Un bric-à-brac d’objets cherchant propriétaire, entassés au milieu de la scène. Les six comédiens fouinent dans ce décor éparpillé, pendant qu’une série de bouilloires alignées sifflotent en continue comme une bourrasque de vent glacial. Tel est le tableau d’ouverture du Voyage d’hiver vu par le metteur en scène Benoît Landry et la circassienne Anna Ward.

La première réplique sonne le glas. Une jeune femme s’empare d’un micro et nous lance au visage le nœud de tout ce cafouillis: une rupture amoureuse, une envie de retrouver ses choses à soi sans savoir lesquelles nous appartiennent. L’ambiance, qui pour le moment était située dans un laps de temps arrêté et étiré change alors du tout au tout pour un climat aride. Les six interprètes dépouillent la scène de ses objets.

C’est ainsi que tombent comme des flocons de neige, les uns après les autres, les 24 tableaux qui ont pris pied, au départ, dans la pièce de Schubert, constamment entre contemplation, vide et aridité.  Le tout est exploité sans appareillage ou culbutes excessives où la technique circassienne n’est qu’une technique d’expression instinctive dans ce retour aux sources sensoriel.  Les six comédiens tentent de se réapproprier les moyens pour rêver, dans l’univers solitaire et déchirant de la rupture. Les flocons tombent, mais la neige ne colle toutefois pas. La principale faiblesse réside dans le texte. Les interventions au micro de la jeune femme agissent à chaque fois comme une cassure, sans pour autant faire progresser l’intrigue.
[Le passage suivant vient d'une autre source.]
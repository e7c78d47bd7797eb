//! Image loading utilities for sprite data
//!
//! Provides PNG loading plus the small amount of software compositing the
//! engine needs: vertical flips for inverted sprites, overlays for the engine
//! glow and blitting sprites onto a frame.

use std::path::Path;

use image::{imageops, Rgba, RgbaImage};

use crate::assets::AssetError;

/// Loaded RGBA image
#[derive(Debug, Clone, PartialEq)]
pub struct ImageData {
    pixels: RgbaImage,
}

impl ImageData {
    /// Load an image from a file path
    pub fn from_file<P: AsRef<Path>>(path: P) -> Result<Self, AssetError> {
        let path_ref = path.as_ref();

        log::debug!("Loading image from: {:?}", path_ref);

        let img = image::open(path_ref)
            .map_err(|e| AssetError::LoadFailed(format!("Failed to load image {}: {}", path_ref.display(), e)))?;
        let pixels = img.to_rgba8();

        log::debug!("Loaded image {}x{} from {:?}", pixels.width(), pixels.height(), path_ref);

        Ok(Self { pixels })
    }

    /// Create a solid color image (useful for testing, placeholders and
    /// clearing frames)
    pub fn solid_color(width: u32, height: u32, color: [u8; 4]) -> Self {
        Self {
            pixels: RgbaImage::from_pixel(width, height, Rgba(color)),
        }
    }

    /// Image width in pixels
    pub fn width(&self) -> u32 {
        self.pixels.width()
    }

    /// Image height in pixels
    pub fn height(&self) -> u32 {
        self.pixels.height()
    }

    /// Color of one pixel, if it lies inside the image
    pub fn pixel(&self, x: u32, y: u32) -> Option<[u8; 4]> {
        (x < self.width() && y < self.height()).then(|| self.pixels.get_pixel(x, y).0)
    }

    /// Get the size of the image data in bytes
    pub fn size_bytes(&self) -> usize {
        self.pixels.as_raw().len()
    }

    /// Copy of this image mirrored top to bottom
    pub fn flipped_vertically(&self) -> Self {
        Self {
            pixels: imageops::flip_vertical(&self.pixels),
        }
    }

    /// Copy of this image with `overlay` alpha-blended on top at an offset
    pub fn composited(&self, overlay: &ImageData, x: i64, y: i64) -> Self {
        let mut result = self.clone();
        result.blit(overlay, x, y);
        result
    }

    /// Alpha-blend `source` onto this image with its top-left corner at
    /// `(x, y)`; parts falling outside are clipped
    pub fn blit(&mut self, source: &ImageData, x: i64, y: i64) {
        imageops::overlay(&mut self.pixels, &source.pixels, x, y);
    }

    /// Write the image as PNG
    pub fn save<P: AsRef<Path>>(&self, path: P) -> Result<(), AssetError> {
        let path_ref = path.as_ref();
        self.pixels
            .save(path_ref)
            .map_err(|e| AssetError::LoadFailed(format!("Failed to save image {}: {}", path_ref.display(), e)))?;
        log::info!("Saved {}x{} image to {:?}", self.width(), self.height(), path_ref);
        Ok(())
    }
}

#[cfg(test)]
mod tests {
    use super::*;

    const RED: [u8; 4] = [255, 0, 0, 255];
    const BLUE: [u8; 4] = [0, 0, 255, 255];

    #[test]
    fn test_solid_color_image() {
        let img = ImageData::solid_color(4, 4, RED);
        assert_eq!(img.width(), 4);
        assert_eq!(img.height(), 4);
        assert_eq!(img.size_bytes(), 4 * 4 * 4);
        assert_eq!(img.pixel(0, 0), Some(RED));
        assert_eq!(img.pixel(4, 0), None);
    }

    #[test]
    fn test_flip_vertical() {
        let mut img = ImageData::solid_color(2, 2, RED);
        img.blit(&ImageData::solid_color(2, 1, BLUE), 0, 0);

        let flipped = img.flipped_vertically();
        assert_eq!(flipped.pixel(0, 0), Some(RED));
        assert_eq!(flipped.pixel(0, 1), Some(BLUE));
    }

    #[test]
    fn test_composite_at_offset_clips() {
        let base = ImageData::solid_color(4, 4, RED);
        let glow = ImageData::solid_color(2, 2, BLUE);

        let combined = base.composited(&glow, 3, 3);
        assert_eq!(combined.pixel(3, 3), Some(BLUE));
        assert_eq!(combined.pixel(2, 2), Some(RED));
        // The original is untouched
        assert_eq!(base.pixel(3, 3), Some(RED));
    }

    #[test]
    fn test_png_round_trip_through_disk() {
        let dir = tempfile::tempdir().unwrap();
        let path = dir.path().join("sprite.png");

        ImageData::solid_color(3, 5, BLUE).save(&path).unwrap();
        let loaded = ImageData::from_file(&path).unwrap();
        assert_eq!(loaded.width(), 3);
        assert_eq!(loaded.height(), 5);
        assert_eq!(loaded.pixel(1, 1), Some(BLUE));
    }
}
Si le public est amené à passer par une gamme d’émotions variée, aucun des protagonistes ne semble effectuer de retour à la surface. Le laboratoire sensoriel laisse par contre place à des images incroyables et tirées du quotidien.  Une acrobate traverse la scène en enjambant quatre seaux d’eaux à moitié remplis, auxquels elle fait suivre une trajectoire en les déplaçant petit à petit, accrochés à ses orteils. Une simple bassine d’eau sert de point d’ancrage à des acrobaties tant physiques que sonores, alors que le son est amplifié. L’éclairage et la conception sonore sont d’ailleurs parfaitement équilibrés dans le spectacle et assurent une meilleure continuité que les quelques répliques éparses. On se réjouit notamment du concert de bouilloire rendu par un interprète qui s’improvise dj. Les ombres contribuent autrement à rendre les tableaux plus grands que nature.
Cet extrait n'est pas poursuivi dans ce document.